The US travel industry saw a much-desired and needed V-shaped recovery. The pandemic allowed the industry to do a reset. But that reset has left long-tailed impacts. Arguably, the most significant effect was the loss of skilled people. The commercial aviation silo retired its most expensive and experienced workers. The effect continues to reverberate. Since travel is a service industry, people need to provide the service. Currently, travel experiences leave a lot to be desired regarding service.
What about harder data points? Looking at DoT data, we see that airlines are flying at longer stage lengths while flights per day peaked. In sympathy with longer stages, flight times rose. Interestingly, the average speed dropped, extending flight minutes.

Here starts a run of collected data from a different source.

//! Lookup of engine adapters by kind.

use std::collections::HashMap;
use std::sync::Arc;
use tracing::{info, warn};

use super::config::EnginesConfig;
use super::document::DocumentEngine;
use super::error::EngineError;
use super::ffmpeg::FfmpegEngine;
use super::imagemagick::ImageMagickEngine;
use super::traits::Engine;
use crate::catalog::EngineKind;

/// Maps each [`EngineKind`] to the adapter that serves it.
///
/// A kind without an adapter makes any plan using it unrunnable.
#[derive(Clone, Default)]
pub struct EngineRegistry {
    engines: HashMap<EngineKind, Arc<dyn Engine>>,
}

impl EngineRegistry {
    /// Creates an empty registry.
    pub fn new() -> Self {
        Self::default()
    }

    /// Registers the built-in adapters for transcode, raster and document work.
    pub fn with_defaults(config: &EnginesConfig) -> Self {
        let mut registry = Self::new();
        registry.register(Arc::new(FfmpegEngine::new(config.ffmpeg.clone())));
        registry.register(Arc::new(ImageMagickEngine::new(config.imagemagick.clone())));
        registry.register(Arc::new(DocumentEngine::new(config.document.clone())));
        registry
    }

    /// Registers an adapter under its own kind, replacing any previous one.
    pub fn register(&mut self, engine: Arc<dyn Engine>) -> Option<Arc<dyn Engine>> {
        self.engines.insert(engine.kind(), engine)
    }

    /// Builder form of [`register`](Self::register).
    pub fn with_engine(mut self, engine: Arc<dyn Engine>) -> Self {
        self.register(engine);
        self
    }

    pub fn get(&self, kind: EngineKind) -> Option<Arc<dyn Engine>> {
        self.engines.get(&kind).cloned()
    }

    pub fn contains(&self, kind: EngineKind) -> bool {
        self.engines.contains_key(&kind)
    }

    /// Registered kinds, in a stable order.
    pub fn kinds(&self) -> Vec<EngineKind> {
        let mut kinds: Vec<_> = self.engines.keys().copied().collect();
        kinds.sort_by_key(|k| k.as_str());
        kinds
    }

    /// Validates every registered adapter and returns the per-engine result.
    pub async fn validate_all(&self) -> Vec<(EngineKind, String, Result<(), EngineError>)> {
        let mut results = Vec::with_capacity(self.engines.len());
        for kind in self.kinds() {
            let Some(engine) = self.get(kind) else {
                continue;
            };
            let result = engine.validate().await;
            match &result {
                Ok(()) => info!(engine = engine.name(), kind = %kind, "Engine available"),
                Err(e) => warn!(engine = engine.name(), kind = %kind, error = %e, "Engine unavailable"),
            }
            results.push((kind, engine.name().to_string(), result));
        }
        results
    }
}

impl std::fmt::Debug for EngineRegistry {
    fn fmt(&self, f: &mut std::fmt::Formatter<'_>) -> std::fmt::Result {
        f.debug_struct("EngineRegistry")
            .field("kinds", &self.kinds())
            .finish()
    }
}

#[cfg(test)]
mod tests {
    use super::*;

    #[test]
    fn test_defaults_cover_all_but_archive() {
        let registry = EngineRegistry::with_defaults(&EnginesConfig::default());
        assert!(registry.contains(EngineKind::Transcode));
        assert!(registry.contains(EngineKind::Raster));
        assert!(registry.contains(EngineKind::Document));
        assert!(!registry.contains(EngineKind::Archive));
        assert_eq!(registry.get(EngineKind::Raster).unwrap().name(), "imagemagick");
    }

    #[test]
    fn test_register_replaces() {
        let mut registry = EngineRegistry::new();
        assert!(registry
            .register(Arc::new(FfmpegEngine::with_defaults()))
            .is_none());
        assert!(registry
            .register(Arc::new(FfmpegEngine::with_defaults()))
            .is_some());
        assert_eq!(registry.kinds(), vec![EngineKind::Transcode]);
    }

    #[tokio::test]
    async fn test_validate_all_reports_missing_binaries() {
        let mut config = EnginesConfig::default();
        config.imagemagick.magick_path = "/nonexistent/bin/magick".into();
        let registry = EngineRegistry::new()
            .with_engine(Arc::new(ImageMagickEngine::new(config.imagemagick)));

        let results = registry.validate_all().await;
        assert_eq!(results.len(), 1);
        assert!(matches!(
            results[0].2,
            Err(EngineError::BinaryNotFound { .. })
        ));
    }
}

Looking at load factors and the average number of seats per flight, we see load factors softened in 1Q24, while the trend to deploy larger aircraft continues apace.

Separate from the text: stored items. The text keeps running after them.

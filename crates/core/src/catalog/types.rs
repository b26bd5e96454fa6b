//! Types for the format catalog.

use serde::{Deserialize, Serialize};
use std::fmt;
use std::path::Path;

/// A file format, identified by its normalized extension.
///
/// Normalization trims whitespace, strips leading dots and lowercases, so
/// `".MP4"`, `"mp4"` and `" .mp4"` all name the same format.
#[derive(Debug, Clone, PartialEq, Eq, Hash, PartialOrd, Ord, Serialize, Deserialize)]
#[serde(from = "String", into = "String")]
pub struct Format(String);

impl Format {
    /// Creates a format from an extension-like string.
    pub fn new(raw: impl AsRef<str>) -> Self {
        Self(normalize(raw.as_ref()))
    }

    /// Derives the format of a file from its extension.
    ///
    /// Returns `None` when the path has no (UTF-8) extension.
    pub fn from_path(path: &Path) -> Option<Self> {
        path.extension()
            .and_then(|e| e.to_str())
            .map(Self::new)
            .filter(|f| !f.is_empty())
    }

    /// Returns the normalized extension.
    pub fn as_str(&self) -> &str {
        &self.0
    }

    /// Whether normalization left nothing behind.
    pub fn is_empty(&self) -> bool {
        self.0.is_empty()
    }
}

impl fmt::Display for Format {
    fn fmt(&self, f: &mut fmt::Formatter<'_>) -> fmt::Result {
        f.write_str(&self.0)
    }
}

impl From<&str> for Format {
    fn from(raw: &str) -> Self {
        Self::new(raw)
    }
}

impl From<String> for Format {
    fn from(raw: String) -> Self {
        Self::new(raw)
    }
}

impl From<Format> for String {
    fn from(format: Format) -> Self {
        format.0
    }
}

impl AsRef<str> for Format {
    fn as_ref(&self) -> &str {
        &self.0
    }
}

impl PartialEq<str> for Format {
    fn eq(&self, other: &str) -> bool {
        self.0 == other
    }
}

impl PartialEq<&str> for Format {
    fn eq(&self, other: &&str) -> bool {
        self.0 == *other
    }
}

fn normalize(raw: &str) -> String {
    raw.trim().trim_start_matches('.').to_ascii_lowercase()
}

/// A broad family of formats sharing one responsible engine.
#[derive(Debug, Clone, Copy, PartialEq, Eq, Hash, PartialOrd, Ord, Serialize, Deserialize)]
#[serde(rename_all = "snake_case")]
pub enum Category {
    Video,
    Audio,
    Image,
    Document,
    Ebook,
    Archive,
}

impl Category {
    /// All categories in catalog order.
    pub const ALL: [Category; 6] = [
        Category::Video,
        Category::Audio,
        Category::Image,
        Category::Document,
        Category::Ebook,
        Category::Archive,
    ];

    /// Returns the lowercase name of this category.
    pub fn as_str(&self) -> &'static str {
        match self {
            Self::Video => "video",
            Self::Audio => "audio",
            Self::Image => "image",
            Self::Document => "document",
            Self::Ebook => "ebook",
            Self::Archive => "archive",
        }
    }
}

impl fmt::Display for Category {
    fn fmt(&self, f: &mut fmt::Formatter<'_>) -> fmt::Result {
        f.write_str(self.as_str())
    }
}

/// The kind of engine responsible for conversions within a category.
#[derive(Debug, Clone, Copy, PartialEq, Eq, Hash, Serialize, Deserialize)]
#[serde(rename_all = "snake_case")]
pub enum EngineKind {
    /// Audio/video transcoder (ffmpeg).
    Transcode,
    /// Raster image converter (ImageMagick).
    Raster,
    /// Document and ebook converter (pandoc, LibreOffice).
    Document,
    /// Archive repacker. No built-in adapter.
    Archive,
}

impl EngineKind {
    /// Returns the lowercase name of this engine kind.
    pub fn as_str(&self) -> &'static str {
        match self {
            Self::Transcode => "transcode",
            Self::Raster => "raster",
            Self::Document => "document",
            Self::Archive => "archive",
        }
    }
}

impl fmt::Display for EngineKind {
    fn fmt(&self, f: &mut fmt::Formatter<'_>) -> fmt::Result {
        f.write_str(self.as_str())
    }
}

#[cfg(test)]
mod tests {
    use super::*;

    #[test]
    fn test_format_normalization() {
        assert_eq!(Format::new(".MP4"), Format::new("mp4"));
        assert_eq!(Format::new("  .Docx "), "docx");
        assert_eq!(Format::new("..tar").as_str(), "tar");
    }

    #[test]
    fn test_format_from_path() {
        let format = Format::from_path(Path::new("/videos/Holiday.MKV")).unwrap();
        assert_eq!(format, "mkv");
        assert!(Format::from_path(Path::new("/videos/README")).is_none());
    }

    #[test]
    fn test_category_serialization() {
        let json = serde_json::to_string(&Category::Ebook).unwrap();
        assert_eq!(json, "\"ebook\"");
        let json = serde_json::to_string(&EngineKind::Transcode).unwrap();
        assert_eq!(json, "\"transcode\"");
    }

    #[test]
    fn test_format_deserialization_normalizes() {
        let format: Format = serde_json::from_str("\".PNG\"").unwrap();
        assert_eq!(format, "png");
        assert_eq!(serde_json::to_string(&format).unwrap(), "\"png\"");
    }
}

The larger aircraft item is an important data point. Alaska Airlines is now mainly a MoM operator. Southwest has over 50% of its fleet at 172 seats. Larger aircraft offer better economics than smaller aircraft.
Using a different dataset, the DB1B, we see that the average fare has risen considerably since the pandemic. The trendline shows a steady rise, but post-pandemic is almost like a step change.
In summary:
- Travelers are spending more time flying as flights are slowed down
- With fewer fights and high load factors on larger aircraft
- And paying more for the experience
It’s a cocktail that does not go well with lower service levels.